A PBX is a great resource to be virtualized, especially if you are running Linux.  A PBX uses effectively no resources when idle and very little when active, even with several users.  This will easily be as small as the smallest web server that you are running at home.  And almost no storage is needed, only just enough to hold the voicemails and logs.  Ten years ago only paravirtualization could handle the needs of audio processing limiting you to Xen-based virtualization products only.  Today vSphere and HyperV join XenServer in being able to handle this workload without breaking a sweat (others will work too.)  So whatever virtualization you are using at home will work just fine (you may run into issues if you are using Type 2 virtualization like VirtualBox.)

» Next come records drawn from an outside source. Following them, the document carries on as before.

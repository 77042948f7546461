//! Stats API query
//!
//! Traffic totals come from `engine api statsquery`, which prints the
//! per-outbound counters either as JSON or, on older builds, as protobuf
//! text. Both are accepted; JSON is tried first.

use crate::binary::EngineBinary;
use crate::compiler::tags;
use once_cell::sync::Lazy;
use regex::Regex;
use serde::Deserialize;
use serde_json::Value;
use std::io;
use std::time::Duration;

/// Bound on one stats query
pub const STATS_QUERY_TIMEOUT: Duration = Duration::from_millis(1500);

const COUNTER_PREFIX: &str = "outbound>>>";

/// `name: "outbound>>>proxy>>>traffic>>>uplink"` followed by `value: 123`
static TEXT_COUNTER: Lazy<Option<Regex>> = Lazy::new(|| {
    Regex::new(r#"name:\s*"outbound>>>([^>"]+)>>>traffic>>>(uplink|downlink)"\s*value:\s*(\d+)"#)
        .ok()
});

/// Uplink/downlink byte totals across all user-facing outbounds
#[derive(Debug, Clone, Copy, Default, PartialEq, Eq)]
pub struct TrafficTotals {
    pub uplink: u64,
    pub downlink: u64,
}

impl TrafficTotals {
    fn record(&mut self, tag: &str, direction: &str, value: u64) {
        if tag == tags::API {
            return;
        }
        match direction {
            "uplink" => self.uplink = self.uplink.saturating_add(value),
            "downlink" => self.downlink = self.downlink.saturating_add(value),
            _ => {}
        }
    }
}

/// Stats query errors
#[derive(Debug, thiserror::Error)]
pub enum StatsError {
    #[error("Stats query failed to run: {0}")]
    Io(#[from] io::Error),

    #[error("Stats query exited with {code:?}: {stderr}")]
    Failed { code: Option<i32>, stderr: String },

    #[error("Unrecognized stats output: {0}")]
    Unparsable(String),
}

#[derive(Deserialize)]
struct StatsResponse {
    #[serde(default)]
    stat: Vec<StatEntry>,
}

#[derive(Deserialize)]
struct StatEntry {
    #[serde(default)]
    name: String,
    #[serde(default)]
    value: Value,
}

/// Query outbound traffic through the engine's stats API on `api_port`
pub async fn query_traffic(
    engine: &EngineBinary,
    api_port: u16,
    timeout: Duration,
) -> Result<TrafficTotals, StatsError> {
    let server = format!("--server=127.0.0.1:{}", api_port);
    let output = engine
        .output(&["api", "statsquery", &server, "-pattern", COUNTER_PREFIX], timeout)
        .await?;

    if !output.status.success() {
        return Err(StatsError::Failed {
            code: output.status.code(),
            stderr: String::from_utf8_lossy(&output.stderr).trim().to_string(),
        });
    }

    parse_stats_output(&String::from_utf8_lossy(&output.stdout))
}

/// Parse `statsquery` output, JSON first, protobuf text second
pub fn parse_stats_output(text: &str) -> Result<TrafficTotals, StatsError> {
    let text = text.trim();
    if text.is_empty() {
        return Ok(TrafficTotals::default());
    }

    if let Ok(response) = serde_json::from_str::<StatsResponse>(text) {
        let mut totals = TrafficTotals::default();
        for entry in response.stat {
            if let Some((tag, direction)) = split_counter_name(&entry.name) {
                totals.record(tag, direction, counter_value(&entry.value));
            }
        }
        return Ok(totals);
    }

    let Some(re) = TEXT_COUNTER.as_ref() else {
        return Err(StatsError::Unparsable(text.to_string()));
    };
    let mut totals = TrafficTotals::default();
    let mut matched = false;
    for caps in re.captures_iter(text) {
        matched = true;
        let value = caps[3].parse().unwrap_or(0);
        totals.record(&caps[1], &caps[2], value);
    }

    if matched {
        Ok(totals)
    } else {
        Err(StatsError::Unparsable(truncate(text, 120)))
    }
}

/// `outbound>>>TAG>>>traffic>>>DIRECTION` → `(TAG, DIRECTION)`
fn split_counter_name(name: &str) -> Option<(&str, &str)> {
    let rest = name.strip_prefix(COUNTER_PREFIX)?;
    let mut parts = rest.split(">>>");
    let tag = parts.next()?;
    if parts.next()? != "traffic" {
        return None;
    }
    let direction = parts.next()?;
    Some((tag, direction))
}

/// Counters arrive as numbers or as decimal strings (int64 in proto JSON)
fn counter_value(value: &Value) -> u64 {
    match value {
        Value::Number(n) => n.as_u64().unwrap_or(0),
        Value::String(s) => s.trim().parse().unwrap_or(0),
        _ => 0,
    }
}

fn truncate(text: &str, max: usize) -> String {
    match text.char_indices().nth(max) {
        Some((idx, _)) => format!("{}…", &text[..idx]),
        None => text.to_string(),
    }
}
//! Config Compiler
//!
//! Turns a [`ServerProfile`] plus [`RoutingOptions`] into the engine's JSON
//! configuration document. Compilation is a pure function: the same inputs
//! always produce byte-identical output, and list order is preserved because
//! the engine routes on first match.
//!
//! # Document layout
//!
//! ```text
//! log
//! inbounds   mixed-in (always) │ tun-in (TUN) │ api-in (stats)
//! outbounds  proxy │ fragment (reality) │ dns-out (TUN) │ direct │ block
//! routing    api → dns → noise → private → local → block → direct → proxy → catch-all
//! api/stats/policy (stats)
//! dns (TUN)
//! ```

use crate::platform::{detect_platform, PlatformProvider};
use crate::routing::{DefaultPolicy, RoutingOptions, RuleList};
use serde_json::{json, Map, Value};
use std::fmt;
use veil_profile::{Protocol, ServerProfile};

/// Inbound and outbound tags used in the generated document
pub mod tags {
    pub const MIXED_IN: &str = "mixed-in";
    pub const TUN_IN: &str = "tun-in";
    pub const API_IN: &str = "api-in";

    pub const PROXY: &str = "proxy";
    pub const FRAGMENT: &str = "fragment";
    pub const DNS_OUT: &str = "dns-out";
    pub const DIRECT: &str = "direct";
    pub const BLOCK: &str = "block";
    pub const API: &str = "api";
}

const LOOPBACK: &str = "127.0.0.1";
const MUX_CONCURRENCY: u32 = 8;

const TUN_ADDRESSES: [&str; 2] = ["172.19.0.1/30", "fdfe:dcba:9876::1/126"];
const TUN_DNS_SERVERS: [&str; 2] = ["1.1.1.1", "8.8.8.8"];

/// NetBIOS name/datagram, mDNS, LLMNR
const NOISE_PORTS: &str = "137,138,5353,5355";
const NOISE_ADDRESSES: [&str; 5] = [
    "255.255.255.255/32",
    "224.0.0.0/4",
    "ff00::/8",
    "169.254.0.0/16",
    "fe80::/10",
];

const PRIVATE_CIDRS: [&str; 8] = [
    "10.0.0.0/8",
    "172.16.0.0/12",
    "192.168.0.0/16",
    "127.0.0.0/8",
    "169.254.0.0/16",
    "fc00::/7",
    "fe80::/10",
    "::1/128",
];

const LOCAL_DOMAINS: [&str; 2] = ["full:localhost", "domain:local"];

/// Prefixes the engine understands in domain rules
const DOMAIN_PREFIXES: [&str; 6] = ["domain:", "full:", "regexp:", "keyword:", "geosite:", "ext:"];

const LOG_LEVELS: [&str; 5] = ["debug", "info", "warning", "error", "none"];

/// A compiled engine configuration
#[derive(Debug, Clone, PartialEq)]
pub struct ConfigDocument(Value);

impl ConfigDocument {
    pub fn as_value(&self) -> &Value {
        &self.0
    }

    pub fn into_value(self) -> Value {
        self.0
    }

    /// Pretty-printed JSON, as written to disk
    pub fn to_pretty_string(&self) -> String {
        format!("{:#}", self.0)
    }

    pub fn inbound_tags(&self) -> Vec<&str> {
        self.tags_of("inbounds")
    }

    pub fn outbound_tags(&self) -> Vec<&str> {
        self.tags_of("outbounds")
    }

    /// Routing rules in match order
    pub fn rules(&self) -> &[Value] {
        self.0["routing"]["rules"]
            .as_array()
            .map(Vec::as_slice)
            .unwrap_or_default()
    }

    fn tags_of(&self, section: &str) -> Vec<&str> {
        self.0[section]
            .as_array()
            .map(|items| items.iter().filter_map(|i| i["tag"].as_str()).collect())
            .unwrap_or_default()
    }
}

impl fmt::Display for ConfigDocument {
    fn fmt(&self, f: &mut fmt::Formatter<'_>) -> fmt::Result {
        write!(f, "{:#}", self.0)
    }
}

/// Compile for the running platform
pub fn build(profile: &ServerProfile, options: &RoutingOptions) -> ConfigDocument {
    build_for(profile, options, detect_platform())
}

/// Compile for an explicit platform
pub fn build_for(
    profile: &ServerProfile,
    options: &RoutingOptions,
    platform: &dyn PlatformProvider,
) -> ConfigDocument {
    let mut root = Map::new();
    root.insert("log".into(), json!({ "loglevel": log_level(&options.log_level) }));
    root.insert("inbounds".into(), Value::Array(inbounds(options, platform)));
    root.insert("outbounds".into(), Value::Array(outbounds(profile, options)));
    root.insert(
        "routing".into(),
        json!({
            "domainStrategy": "IPIfNonMatch",
            "rules": routing_rules(options),
        }),
    );

    if options.stats_port().is_some() {
        root.insert(
            "api".into(),
            json!({ "tag": tags::API, "services": ["StatsService"] }),
        );
        root.insert("stats".into(), json!({}));
        root.insert(
            "policy".into(),
            json!({
                "system": {
                    "statsOutboundUplink": true,
                    "statsOutboundDownlink": true,
                }
            }),
        );
    }

    if options.tun.enabled {
        root.insert(
            "dns".into(),
            json!({ "servers": TUN_DNS_SERVERS, "queryStrategy": "UseIP" }),
        );
    }

    ConfigDocument(Value::Object(root))
}

fn log_level(level: &str) -> &'static str {
    let level = level.trim();
    LOG_LEVELS
        .iter()
        .find(|l| l.eq_ignore_ascii_case(level))
        .copied()
        .unwrap_or("warning")
}

fn sniffing() -> Value {
    json!({
        "enabled": true,
        "destOverride": ["http", "tls", "quic", "fakedns"],
    })
}

fn inbounds(options: &RoutingOptions, platform: &dyn PlatformProvider) -> Vec<Value> {
    let mut inbounds = vec![json!({
        "tag": tags::MIXED_IN,
        "listen": LOOPBACK,
        "port": options.socks_port,
        "protocol": "mixed",
        "settings": { "auth": "noauth", "udp": true },
        "sniffing": sniffing(),
    })];

    if options.tun.enabled {
        let mut settings = platform.tun_fields(&options.tun.interface_name, options.tun.strict_route);
        settings.insert("address".into(), json!(TUN_ADDRESSES));
        inbounds.push(json!({
            "tag": tags::TUN_IN,
            "protocol": "tun",
            "settings": settings,
            "sniffing": sniffing(),
        }));
    }

    if let Some(port) = options.stats_port() {
        inbounds.push(json!({
            "tag": tags::API_IN,
            "listen": LOOPBACK,
            "port": port,
            "protocol": "dokodemo-door",
            "settings": { "address": LOOPBACK },
        }));
    }

    inbounds
}

fn outbounds(profile: &ServerProfile, options: &RoutingOptions) -> Vec<Value> {
    let security = normalized(&profile.security, "none");
    let mut outbounds = vec![proxy_outbound(profile, options.mux)];

    if security == "reality" {
        outbounds.push(json!({
            "tag": tags::FRAGMENT,
            "protocol": "freedom",
            "settings": {
                "fragment": {
                    "packets": "tlshello",
                    "length": "100-200",
                    "interval": "10-20",
                }
            },
        }));
    }

    if options.tun.enabled {
        outbounds.push(json!({ "tag": tags::DNS_OUT, "protocol": "dns" }));
    }

    outbounds.push(json!({ "tag": tags::DIRECT, "protocol": "freedom" }));
    outbounds.push(json!({ "tag": tags::BLOCK, "protocol": "blackhole" }));
    outbounds
}

fn proxy_outbound(profile: &ServerProfile, mux: bool) -> Value {
    let user = match profile.protocol {
        Protocol::Vless => {
            let mut user = Map::new();
            user.insert("id".into(), json!(profile.user_id));
            user.insert("encryption".into(), json!(normalized(&profile.encryption, "none")));
            if !profile.flow.trim().is_empty() {
                user.insert("flow".into(), json!(profile.flow.trim()));
            }
            Value::Object(user)
        }
        Protocol::Vmess => json!({
            "id": profile.user_id,
            "alterId": 0,
            "security": normalized(&profile.encryption, "auto"),
        }),
    };

    let mut outbound = Map::new();
    outbound.insert("tag".into(), json!(tags::PROXY));
    outbound.insert("protocol".into(), json!(profile.protocol.as_str()));
    outbound.insert(
        "settings".into(),
        json!({
            "vnext": [{
                "address": profile.address.trim(),
                "port": profile.port,
                "users": [user],
            }]
        }),
    );
    outbound.insert("streamSettings".into(), stream_settings(profile));
    if mux {
        outbound.insert(
            "mux".into(),
            json!({ "enabled": true, "concurrency": MUX_CONCURRENCY }),
        );
    }
    Value::Object(outbound)
}

fn stream_settings(profile: &ServerProfile) -> Value {
    let network = normalized(&profile.network, "tcp");
    let security = normalized(&profile.security, "none");

    let mut stream = Map::new();
    stream.insert("network".into(), json!(network));
    stream.insert("security".into(), json!(security));

    match network.as_str() {
        "ws" => {
            let mut ws = Map::new();
            ws.insert("path".into(), json!(non_empty(&profile.path).unwrap_or("/")));
            if let Some(host) = non_empty(&profile.host) {
                ws.insert("headers".into(), json!({ "Host": host }));
            }
            stream.insert("wsSettings".into(), Value::Object(ws));
        }
        "grpc" => {
            stream.insert(
                "grpcSettings".into(),
                json!({ "serviceName": profile.service_name.trim() }),
            );
        }
        "h2" | "http" => {
            let mut http = Map::new();
            http.insert("path".into(), json!(non_empty(&profile.path).unwrap_or("/")));
            if let Some(host) = non_empty(&profile.host) {
                http.insert("host".into(), json!([host]));
            }
            stream.insert("httpSettings".into(), Value::Object(http));
        }
        "tcp" => {
            let header_type = normalized(&profile.header_type, "none");
            if header_type != "none" {
                let mut header = Map::new();
                header.insert("type".into(), json!(header_type));
                if header_type == "http" {
                    let mut request = Map::new();
                    request.insert("path".into(), json!([non_empty(&profile.path).unwrap_or("/")]));
                    if let Some(host) = non_empty(&profile.host) {
                        request.insert("headers".into(), json!({ "Host": [host] }));
                    }
                    header.insert("request".into(), Value::Object(request));
                }
                stream.insert("tcpSettings".into(), json!({ "header": header }));
            }
        }
        _ => {}
    }

    match security.as_str() {
        "tls" => {
            let mut tls = Map::new();
            tls.insert("serverName".into(), json!(server_name(profile)));
            tls.insert("allowInsecure".into(), json!(profile.allow_insecure));
            if !profile.alpn.is_empty() {
                tls.insert("alpn".into(), json!(profile.alpn));
            }
            if let Some(fp) = non_empty(&profile.fingerprint) {
                tls.insert("fingerprint".into(), json!(fp));
            }
            stream.insert("tlsSettings".into(), Value::Object(tls));
        }
        "reality" => {
            stream.insert(
                "realitySettings".into(),
                json!({
                    "serverName": server_name(profile),
                    "fingerprint": non_empty(&profile.fingerprint).unwrap_or("chrome"),
                    "publicKey": profile.public_key.trim(),
                    "shortId": profile.short_id.trim(),
                    "spiderX": profile.spider_x.trim(),
                }),
            );
            stream.insert("sockopt".into(), json!({ "dialerProxy": tags::FRAGMENT }));
        }
        _ => {}
    }

    Value::Object(stream)
}

fn server_name(profile: &ServerProfile) -> &str {
    non_empty(&profile.sni)
        .or_else(|| non_empty(&profile.host))
        .unwrap_or_else(|| profile.address.trim())
}

fn routing_rules(options: &RoutingOptions) -> Vec<Value> {
    let tun = options.tun.enabled;
    let mut rules = Vec::new();

    if options.stats_port().is_some() {
        rules.push(json!({
            "type": "field",
            "inboundTag": [tags::API_IN],
            "outboundTag": tags::API,
        }));
    }

    if tun {
        rules.push(json!({
            "type": "field",
            "inboundTag": [tags::TUN_IN],
            "port": "53",
            "outboundTag": tags::DNS_OUT,
        }));
        rules.push(json!({
            "type": "field",
            "inboundTag": [tags::TUN_IN],
            "port": NOISE_PORTS,
            "outboundTag": tags::BLOCK,
        }));
        rules.push(json!({
            "type": "field",
            "inboundTag": [tags::TUN_IN],
            "ip": NOISE_ADDRESSES,
            "outboundTag": tags::BLOCK,
        }));
    }

    // With TUN on, only the mixed inbound may go direct for local ranges;
    // doing the same for tun-in would loop back into the interface.
    let mut private = Map::new();
    private.insert("type".into(), json!("field"));
    if tun {
        private.insert("inboundTag".into(), json!([tags::MIXED_IN]));
    }
    let mut local = private.clone();
    private.insert("ip".into(), json!(PRIVATE_CIDRS));
    private.insert("outboundTag".into(), json!(tags::DIRECT));
    local.insert("domain".into(), json!(LOCAL_DOMAINS));
    local.insert("outboundTag".into(), json!(tags::DIRECT));
    rules.push(Value::Object(private));
    rules.push(Value::Object(local));

    let user_rules = [
        (&options.block_domains, &options.block_processes, tags::BLOCK),
        (&options.direct_domains, &options.direct_processes, tags::DIRECT),
        (&options.proxy_domains, &options.proxy_processes, tags::PROXY),
    ];
    for (domains, processes, outbound) in user_rules {
        if let Some(rule) = domain_rule(domains, outbound) {
            rules.push(rule);
        }
        if options.process_routing {
            if let Some(rule) = process_rule(processes, outbound) {
                rules.push(rule);
            }
        }
    }

    let fallback = match (tun, options.default_policy) {
        (true, _) => tags::PROXY,
        (false, DefaultPolicy::Whitelist) => tags::DIRECT,
        (false, DefaultPolicy::Blacklist) => tags::PROXY,
    };
    rules.push(json!({
        "type": "field",
        "network": "tcp,udp",
        "outboundTag": fallback,
    }));

    rules
}

fn domain_rule(list: &RuleList, outbound: &str) -> Option<Value> {
    if list.is_empty() {
        return None;
    }
    let domains: Vec<String> = list.iter().map(normalize_domain).collect();
    Some(json!({
        "type": "field",
        "domain": domains,
        "outboundTag": outbound,
    }))
}

fn process_rule(list: &RuleList, outbound: &str) -> Option<Value> {
    if list.is_empty() {
        return None;
    }
    Some(json!({
        "type": "field",
        "process": list.as_slice(),
        "outboundTag": outbound,
    }))
}

/// Prefix bare entries with `domain:`
fn normalize_domain(entry: &str) -> String {
    let lower = entry.to_ascii_lowercase();
    if DOMAIN_PREFIXES.iter().any(|p| lower.starts_with(p)) {
        entry.to_string()
    } else {
        format!("domain:{}", entry)
    }
}

fn normalized(value: &str, default: &str) -> String {
    match value.trim() {
        "" => default.to_string(),
        v => v.to_ascii_lowercase(),
    }
}

fn non_empty(value: &str) -> Option<&str> {
    match value.trim() {
        "" => None,
        v => Some(v),
    }
}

The only actual expense for a home PBX, and truly even for a small business, is the cost of the trunk that brings in the connection to the public switched telephone service (the thing that provides the phone number.)  A typical home telephone service might cost $20 – $50 / month, even without a single call being made and no services more than a simple phone line, even when using VoIP.  There are some exceptions, but very few.  For my own home PBX project I selected a commercial VoIP carrier that gives me four lines in a single SIP trunk for $11/mo – everything included like unlimited incoming minutes, the DID (the phone number) and the only thing that is extra is outgoing minutes, which are super cheap.  My phone bill rarely tops $13!  That’s pretty amazing considering I turned off a single line $35/mo service and now have all of those features of a PBX and a pretty amazing talking point.

If you are looking for an interesting project that will do wonders for your resume while actually adding some practical value to your home a PBX may be a great place to start.